Para mim, o Xingu simboliza a resistência desse povo e dos povos que estão aqui. Antigamente nem sonhei que precisava resistir, era óbvio. Mas, hoje, o Xingu conta a história dos povos daqui e também dos massacres dos séculos passados. E massacres que não estão tão distantes assim, no tempo, quando arrasaram aldeias inteiras. O Xingu tem história de sangue derramado, mas hoje tem também a história da resistência de um povo. Por isso a gente fala do Xingu Vivo para Sempre (movimento contra Belo Monte que reúne várias organizações sociais). Porque não podemos acreditar que será dado o ultimato para o Xingu, que esse rio grandioso vai virar simplesmente uma cloaca.
Qual é o tamanho dessa perda, para o senhor?
Para mim é sempre o último pedaço do paraíso que Deus criou. Esse impacto… Não posso concordar com isso. Não é por sentimentalismo. Mas o Xingu não é só o rio, a água, as praias, é também os povos daqui, que viviam desde tempos que se perdem na História, e depois os ribeirinhos que vieram nos séculos 18, 19, início do século 20. E depois os imigrantes que também vieram nos anos 70. Eles hoje já se identificaram com o Xingu, já pertencem ao Xingu. Têm olhos azuis e cabelo loiro, mas são daqui. Esse povo todo, misturado, para mim é o Xingu.
O senhor lutou tantas décadas contra Belo Monte. O senhor acha que há alguma chance de vencer essa luta, com a construção já em andamento e com tanta gente desistindo dela? Qual é o cenário hoje e quais são as suas expectativas?
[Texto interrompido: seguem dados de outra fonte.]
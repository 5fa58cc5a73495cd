// ============================================================
// Layer 4 — Token-Budget Batch Planner
// ============================================================
// Groups sample indices into batches whose padded size stays
// under a token budget:
//
//   1. shuffle all indices (training only, seeded per epoch)
//   2. cut them into pools of `sort_pool_size`
//   3. sort each pool by length so neighbours pad cheaply
//   4. grow a batch while max_len * count <= max_tokens
//   5. shuffle the batch order (training only)
//
// A sample longer than the budget on its own becomes a batch
// of one. `shard` then deals batches to data-parallel workers.
//
// Reference: rand crate documentation (SliceRandom, StdRng)

use rand::{rngs::StdRng, seq::SliceRandom, SeedableRng};

/// Plans the batches of one epoch from sample lengths.
#[derive(Debug, Clone)]
pub struct BatchPlanner {
    /// Upper bound on padded tokens per batch
    pub max_tokens:     usize,
    /// Number of samples sorted together by length
    pub sort_pool_size: usize,
    /// Shuffle samples and batch order every epoch
    pub shuffle:        bool,
    pub seed:           u64,
}

impl BatchPlanner {
    /// Shuffled planner for a training stream.
    pub fn train(max_tokens: usize, sort_pool_size: usize, seed: u64) -> Self {
        Self { max_tokens, sort_pool_size, shuffle: true, seed }
    }

    /// Deterministic planner for a validation stream.
    pub fn eval(max_tokens: usize, sort_pool_size: usize) -> Self {
        Self { max_tokens, sort_pool_size, shuffle: false, seed: 0 }
    }

    /// Return the batches (lists of sample indices) for `epoch`.
    pub fn plan(&self, lengths: &[usize], epoch: usize) -> Vec<Vec<usize>> {
        let mut rng = StdRng::seed_from_u64(self.seed.wrapping_add(epoch as u64));

        let mut order: Vec<usize> = (0..lengths.len()).collect();
        if self.shuffle {
            order.shuffle(&mut rng);
        }

        let mut batches = Vec::new();
        for pool in order.chunks(self.sort_pool_size.max(1)) {
            let mut pool = pool.to_vec();
            pool.sort_by_key(|&i| lengths[i]);

            let mut current: Vec<usize> = Vec::new();
            let mut max_len = 0usize;
            for idx in pool {
                let len = lengths[idx];
                let grown = max_len.max(len) * (current.len() + 1);
                if !current.is_empty() && grown > self.max_tokens {
                    batches.push(std::mem::take(&mut current));
                    max_len = 0;
                }
                max_len = max_len.max(len);
                current.push(idx);
            }
            if !current.is_empty() {
                batches.push(current);
            }
        }

        if self.shuffle {
            batches.shuffle(&mut rng);
        }
        batches
    }
}

/// Keep the batches belonging to `rank`.
///
/// The list is first truncated to a multiple of `world_size`
/// so every worker receives the same number of batches.
pub fn shard<T>(mut batches: Vec<T>, rank: usize, world_size: usize) -> Vec<T> {
    if world_size <= 1 {
        return batches;
    }
    let even = batches.len() - batches.len() % world_size;
    batches.truncate(even);
    batches
        .into_iter()
        .enumerate()
        .filter(|(i, _)| i % world_size == rank)
        .map(|(_, batch)| batch)
        .collect()
}
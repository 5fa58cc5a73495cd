// ============================================================
// Layer 3 — Domain Layer
// ============================================================
// Plain Rust structs and traits describing the core concepts
// of dialogue fine-tuning: a dialogue, the metrics a run
// reports, and the seams other layers implement.
//
// Rules for this layer:
//   - NO Burn framework types allowed here
//   - NO file I/O
//   - Only plain Rust structs, enums, and traits
//
// Reference: Rust Book §5 (Structs), §10 (Traits)

// A multi-turn context paired with its response
pub mod dialogue;

// Step and evaluation metrics, perplexity
pub mod metrics;

// Core abstractions (traits) that other layers implement
pub mod traits;
// ============================================================
// Layer 4 — Data Pipeline
// ============================================================
// Everything from raw dialogue files to device-ready batches:
//
//   dialogue .txt file
//       │
//       ▼
//   DialogueFileLoader → parses context turns and response
//       │
//       ▼
//   Vocabulary         → token ids, special ids
//       │
//       ▼
//   DialogueDataset    → encoded samples (Burn Dataset trait)
//       │
//       ▼
//   BatchPlanner       → token-budget batches, sharded per worker
//       │
//       ▼
//   DialogueBatcher    → six padded tensors (Burn Batcher trait)
//       │
//       ▼
//   DialogueLoader     → BatchSource consumed by the loops
//
// Reference: Burn Book §4 (Datasets and Dataloaders)

/// Reads tab-separated dialogue files
pub mod loader;

/// Vocabulary file → tokenizer and special ids
pub mod vocab;

/// Sample encoding and the in-memory dataset
pub mod dataset;

/// Sort-pool batching under a token budget, sharding
pub mod sampler;

/// Implements Burn's Batcher trait to create tensor batches
pub mod batcher;

/// Epoch batch streams
pub mod stream;
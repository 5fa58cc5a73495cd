// ============================================================
// Layer 2 — Model Settings and Config Validation
// ============================================================
// The model hyperparameters shared by the train and evaluate
// configurations, and the errors a configuration can fail
// validation with. Both configs flatten ModelSettings, so the
// saved train_config.json stays a single flat object.

use serde::{Deserialize, Serialize};
use thiserror::Error;

use crate::ml::model::{Activation, UnifiedTransformerConfig};

/// Reasons a configuration is rejected before any work starts.
#[derive(Debug, Error, PartialEq)]
pub enum ConfigError {
    #[error("{0} must be greater than zero")]
    Zero(&'static str),

    #[error("d_model ({d_model}) must be divisible by nhead ({nhead})")]
    HeadsDoNotDivide { d_model: usize, nhead: usize },

    #[error("dropout must be in [0, 1), got {0}")]
    Dropout(f64),

    #[error("max_seq_len must be at least 4, got {0}")]
    SequenceTooShort(usize),

    #[error("type_size must be at least 2 (context and response), got {0}")]
    TooFewTypes(usize),

    #[error("min_dec_len ({min}) must not exceed max_dec_len ({max})")]
    DecodeBounds { min: usize, max: usize },

    #[error("{name} must be a finite non-negative number, got {value}")]
    Negative { name: &'static str, value: f64 },

    #[error("load_optimizer requires init_from_ckpt")]
    OptimizerWithoutCheckpoint,
}

pub(crate) fn positive(name: &'static str, value: usize) -> Result<(), ConfigError> {
    if value == 0 { Err(ConfigError::Zero(name)) } else { Ok(()) }
}

pub(crate) fn non_negative(name: &'static str, value: f64) -> Result<(), ConfigError> {
    if value.is_finite() && value >= 0.0 {
        Ok(())
    } else {
        Err(ConfigError::Negative { name, value })
    }
}

// ─── ModelSettings ────────────────────────────────────────────────────────────
#[derive(Debug, Clone, PartialEq, Serialize, Deserialize)]
pub struct ModelSettings {
    pub num_layers:       usize,
    pub d_model:          usize,
    pub nhead:            usize,
    pub dropout:          f64,
    pub activation:       Activation,
    pub normalize_before: bool,
    /// Segment vocabulary size (context = 0, response = 1)
    pub type_size:        usize,
    pub max_seq_len:      usize,
    // Decoding bounds, kept so checkpoints carry a complete
    // generation configuration.
    pub min_dec_len:      usize,
    pub max_dec_len:      usize,
    pub topk:             usize,
}

impl Default for ModelSettings {
    fn default() -> Self {
        Self {
            num_layers:       12,
            d_model:          768,
            nhead:            12,
            dropout:          0.1,
            activation:       Activation::Gelu,
            normalize_before: true,
            type_size:        2,
            max_seq_len:      512,
            min_dec_len:      1,
            max_dec_len:      64,
            topk:             4,
        }
    }
}

impl ModelSettings {
    pub fn validate(&self) -> Result<(), ConfigError> {
        positive("num_layers", self.num_layers)?;
        positive("d_model", self.d_model)?;
        positive("nhead", self.nhead)?;
        positive("topk", self.topk)?;
        if self.d_model % self.nhead != 0 {
            return Err(ConfigError::HeadsDoNotDivide { d_model: self.d_model, nhead: self.nhead });
        }
        if !(0.0..1.0).contains(&self.dropout) {
            return Err(ConfigError::Dropout(self.dropout));
        }
        if self.max_seq_len < 4 {
            return Err(ConfigError::SequenceTooShort(self.max_seq_len));
        }
        if self.type_size < 2 {
            return Err(ConfigError::TooFewTypes(self.type_size));
        }
        if self.min_dec_len > self.max_dec_len {
            return Err(ConfigError::DecodeBounds { min: self.min_dec_len, max: self.max_dec_len });
        }
        Ok(())
    }

    /// Architecture for a vocabulary of `vocab_size` ids.
    pub fn model_config(&self, vocab_size: usize) -> UnifiedTransformerConfig {
        UnifiedTransformerConfig::new(
            vocab_size,
            self.type_size,
            self.max_seq_len,
            self.d_model,
            self.nhead,
            self.num_layers,
        )
        .with_dropout(self.dropout)
        .with_activation(self.activation)
        .with_normalize_before(self.normalize_before)
    }
}
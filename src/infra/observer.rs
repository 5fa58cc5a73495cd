// ============================================================
// Layer 6 — Console Observer
// ============================================================
// Production TrainObserver: prints the human-readable progress
// lines and mirrors every metric into the CSV log.
//
//   Epoch 1/3
//   step 500 - loss: 5.8123 - ppl: 334.5300 - lr: 0.0000125 - 0.412s/step
//   loss: 4.1022 - ppl: 60.4800 - 0.095s/step

use anyhow::Result;
use std::path::Path;

use crate::domain::metrics::{EvalSummary, StepMetrics};
use crate::domain::traits::TrainObserver;
use crate::infra::metrics::MetricsLogger;

pub struct ConsoleObserver {
    metrics:   Option<MetricsLogger>,
    best_loss: f64,
}

impl ConsoleObserver {
    pub fn new(metrics: Option<MetricsLogger>) -> Self {
        Self { metrics, best_loss: f64::INFINITY }
    }
}

pub fn step_line(m: &StepMetrics) -> String {
    format!(
        "step {} - loss: {:.4} - ppl: {:.4} - lr: {:.7} - {:.3}s/step",
        m.step, m.loss, m.perplexity, m.learning_rate, m.secs_per_step,
    )
}

pub fn eval_line(s: &EvalSummary) -> String {
    format!(
        "loss: {:.4} - ppl: {:.4} - {:.3}s/step",
        s.mean_loss, s.perplexity, s.secs_per_step,
    )
}

impl TrainObserver for ConsoleObserver {
    fn on_epoch_start(&mut self, epoch: usize, total_epochs: usize) -> Result<()> {
        println!("\nEpoch {epoch}/{total_epochs}");
        Ok(())
    }

    fn on_step(&mut self, metrics: &StepMetrics) -> Result<()> {
        println!("{}", step_line(metrics));
        match &self.metrics {
            Some(log) => log.log_step(metrics),
            None      => Ok(()),
        }
    }

    fn on_evaluation_start(&mut self, _step: usize) -> Result<()> {
        println!("\nEval begin...");
        Ok(())
    }

    fn on_evaluation(&mut self, step: usize, summary: &EvalSummary) -> Result<()> {
        println!("{}\n", eval_line(summary));
        if summary.is_improvement(self.best_loss) {
            tracing::info!("New best validation loss {:.4} at step {}", summary.mean_loss, step);
            self.best_loss = summary.mean_loss;
        }
        match &self.metrics {
            Some(log) => log.log_eval(step, summary),
            None      => Ok(()),
        }
    }

    fn on_checkpoint(&mut self, step: usize, prefix: &Path) -> Result<()> {
        tracing::info!("Saved checkpoint at step {} to '{}'", step, prefix.display());
        Ok(())
    }
}

// ─── Unit Tests ───────────────────────────────────────────────────────────────
#[cfg(test)]
mod tests {
    use super::*;

    #[test]
    fn test_step_line_format() {
        let m = StepMetrics::new(500, 0.0, 0.0000125, 0.4123);
        assert_eq!(
            step_line(&m),
            "step 500 - loss: 0.0000 - ppl: 1.0000 - lr: 0.0000125 - 0.412s/step"
        );
    }

    #[test]
    fn test_eval_line_format() {
        let s = EvalSummary::new(1.0, 0.0954, 2, 10);
        assert_eq!(eval_line(&s), "loss: 1.0000 - ppl: 2.7183 - 0.095s/step");
    }

    #[test]
    fn test_console_observer_writes_csv() {
        let dir = tempfile::tempdir().unwrap();
        let log = MetricsLogger::new(dir.path()).unwrap();
        let csv = log.csv_path().to_path_buf();

        let mut observer = ConsoleObserver::new(Some(log));
        observer.on_epoch_start(1, 1).unwrap();
        observer.on_step(&StepMetrics::new(1, 1.0, 1e-3, 0.1)).unwrap();
        observer.on_evaluation(1, &EvalSummary::new(1.0, 0.1, 1, 5)).unwrap();

        let rows = std::fs::read_to_string(csv).unwrap().lines().count();
        assert_eq!(rows, 3);
    }
}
Posso ser considerado ingênuo, mas eu ainda não acredito que estejamos na “casa do sem jeito”. Tenho até a sensação de que o próprio rio Xingu não vai ficar “quieto” enquanto querem matá-lo. Os geólogos e gente que entende do assunto falam no Xingu como rio que ainda está “in statu fieri”. Quer dizer: ainda não está pronto, ainda se constitui, se constrói, se mexe, se impõe. O Xingu é um rio “vivo”. Não confio, em absoluto, nos estudos dos que defendem Belo Monte. Os estudos foram feitos simplesmente para corroborar uma decisão política já tomada – e estudos desse tipo para mim carecem de seriedade. O Xingu é enigmático e imprevisível em sua maneira de reagir. Mas penso também que os homens e mulheres que até agora defenderam Belo Monte um dia vão cair na real. Espero apenas que, quando caiam na real, o estrago já não seja total.
O Brasil vai sediar, nos próximos dias, a Conferência das Nações Unidas sobre Desenvolvimento Sustentável, a Rio + 20, duas décadas depois da Rio 92. O senhor tem alguma esperança nessa conferência?
Sim, tenho esperança. Não tanto nas discussões oficiais, mas sim naquilo que acontecerá na margem ou ao redor da Rio + 20. Eu sei que gente de toda parte vai aproveitar os espaços e não vai se calar. E também o Xingu e Belo Monte e a Amazônia serão temas discutidos por pessoas de ponta, tanto em nível do Brasil como do mundo todo. E tem mais. Enquanto acontece a Rio + 20, no Xingu acontecerá a Xingu + 23, lembrando nossa luta contra Belo Monte, que já dura 23 anos e seguramente não será uma luta perdida.